Maine’s paltry education budget also worries Daughtry, who thinks the lack of resources is driving away young people from Maine.

“Many municipalities are worried that no matter what budget they create now, due to the governor’s extreme budget it’s going to get cut,” she said. “It will greatly hurt Maine, with the threat of cutting prescription drug assistance for the elderly and increasing property taxes—thus scaring youth from coming to the state—to make up for the deficit. The impact to Brunswick would be at least two million dollars, but I honestly think it would be closer to $5 million. The governor won’t let us raise revenue and it’s absolutely awful. Revenue should not be a dirty word. The scary thing is the upcoming biennial budget would cut all municipal revenue sharing, which means the state would stop giving money to the towns.”

On the topic of global warming, Daughtry believes that the efforts to increase fuel efficiency, diversify Maine’s energy portfolio, and move away from fossil fuel dependency currently going in practice are helpful, but not sufficient. 

“I think climate change is really the number one issue for our age group,” she said. “It’s a reality as a global threat, but a particularly pertinent issue to Maine. Economically it’s going to devastate us, as we depend on tourism and our ski areas are already having a decline in snow making days. The temperatures are rising so the fisheries are in trouble, and fossil fuel prices are too high and lobster prices too low for lobstermen to go out. Now is the time to invest in innovation in renewable resources, and this is when we figure out what we’ll do going forward."

Daughtry said she is “all for gun control measures. We don’t live in the wild west and we have to make sure as a society that we’re safe.

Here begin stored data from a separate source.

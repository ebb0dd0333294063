//! Grid kernel: homelab fleet inventory (Proxmox VMs, Docker containers)
//! cached in NATS KV, plus multi-provider DNS record management.
//!
//! The `grid` binary is a thin shell over [`cli::run`]; everything else is
//! usable as a library, which is how the devkit scenario tests drive it.

pub mod cli;
pub mod collector;
pub mod config;
pub mod dns;
pub mod error;
pub mod http;
pub mod models;
pub mod resolver;
pub mod store;
pub mod sync;

pub use error::{GridError, GridResult};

We have to enforce the existing laws; we need to close a lot of the loopholes.”     

Daughtry said she is “absolutely 100 percent opposed to the measure that an educator should have a firearm.”

She sees the current state of the mental health system as the bigger issue, because of the stigmatization associated with counseling and health services. 

“We can introduce as many gun measures one way or another, but until we are taking are of those who need it and have a health system that can cover everyone it won’t be enough,” she said. “People are scared to admit failure…The biggest issue is a complete and utter overhaul of our mental health system where everyone has access to mental health. 

“My goal is to get more young people involved with politics, because if you have ideas, you can make real policy change,” Daughtry said. “I’m a firm believer that it just takes one step, and if I’m that person out there screaming her head off that we need to do something, all the better.”